(The input Opens)

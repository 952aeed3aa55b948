// Size and line metrics for scanned files

use serde::{Deserialize, Serialize};

/// Metadata for one scanned file
#[derive(Debug, Clone, PartialEq, Eq, Serialize, Deserialize)]
pub struct FileRecord {
    /// Path relative to the repository root, `/`-separated
    pub path: String,
    /// Content length in bytes
    pub size: usize,
    /// Number of `\n`-delimited segments
    pub lines: usize,
}

impl FileRecord {
    /// Build a record from file content
    pub fn from_content(path: impl Into<String>, content: &str) -> Self {
        Self {
            path: path.into(),
            size: content.len(),
            lines: line_count(content),
        }
    }
}

/// Count line-break-delimited segments.
///
/// An empty file counts as one line and a trailing newline adds an empty
/// final segment, so `"a\n"` has two.
pub fn line_count(content: &str) -> usize {
    content.split('\n').count()
}

/// Aggregate statistics over every scanned file
#[derive(Debug, Clone, Copy, Default, PartialEq, Eq, Serialize, Deserialize)]
pub struct ProjectStats {
    pub total_files: usize,
    pub total_lines: usize,
    pub total_bytes: usize,
    /// Mean byte size rounded half-up; 0 when there are no files
    pub average_size: usize,
}

impl ProjectStats {
    pub fn from_files(files: &[FileRecord]) -> Self {
        let total_files = files.len();
        let total_lines = files.iter().map(|f| f.lines).sum();
        let total_bytes: usize = files.iter().map(|f| f.size).sum();
        let average_size = if total_files == 0 {
            0
        } else {
            (total_bytes + total_files / 2) / total_files
        };

        Self {
            total_files,
            total_lines,
            total_bytes,
            average_size,
        }
    }
}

(The input Closes)

All of the entries should be output exactly as they appear above.

* [Finished task]:
repository 952aeed3aa55b948
// Size and line metrics for scanned files

use serde::{Deserialize, Serialize};

/// Metadata for one scanned file
#[derive(Debug, Clone, PartialEq, Eq, Serialize, Deserialize)]
pub struct FileRecord {
    /// Path relative to the repository root, `/`-separated
    pub path: String,
    /// Content length in bytes
    pub size: usize,
    /// Number of `\n`-delimited segments
    pub lines: usize,
}

impl FileRecord {
    /// Build a record from file content
    pub fn from_content(path: impl Into<String>, content: &str) -> Self {
        Self {
            path: path.into(),
            size: content.len(),
            lines: line_count(content),
        }
    }
}

/// Count line-break-delimited segments.
///
/// An empty file counts as one line and a trailing newline adds an empty
/// final segment, so `"a\n"` has two.
pub fn line_count(content: &str) -> usize {
    content.split('\n').count()
}

/// Aggregate statistics over every scanned file
#[derive(Debug, Clone, Copy, Default, PartialEq, Eq, Serialize, Deserialize)]
pub struct ProjectStats {
    pub total_files: usize,
    pub total_lines: usize,
    pub total_bytes: usize,
    /// Mean byte size rounded half-up; 0 when there are no files
    pub average_size: usize,
}

impl ProjectStats {
    pub fn from_files(files: &[FileRecord]) -> Self {
        let total_files = files.len();
        let total_lines = files.iter().map(|f| f.lines).sum();
        let total_bytes: usize = files.iter().map(|f| f.size).sum();
        let average_size = if total_files == 0 {
            0
        } else {
            (total_bytes + total_files / 2) / total_files
        };

        Self {
            total_files,
            total_lines,
            total_bytes,
            average_size,
        }
    }
}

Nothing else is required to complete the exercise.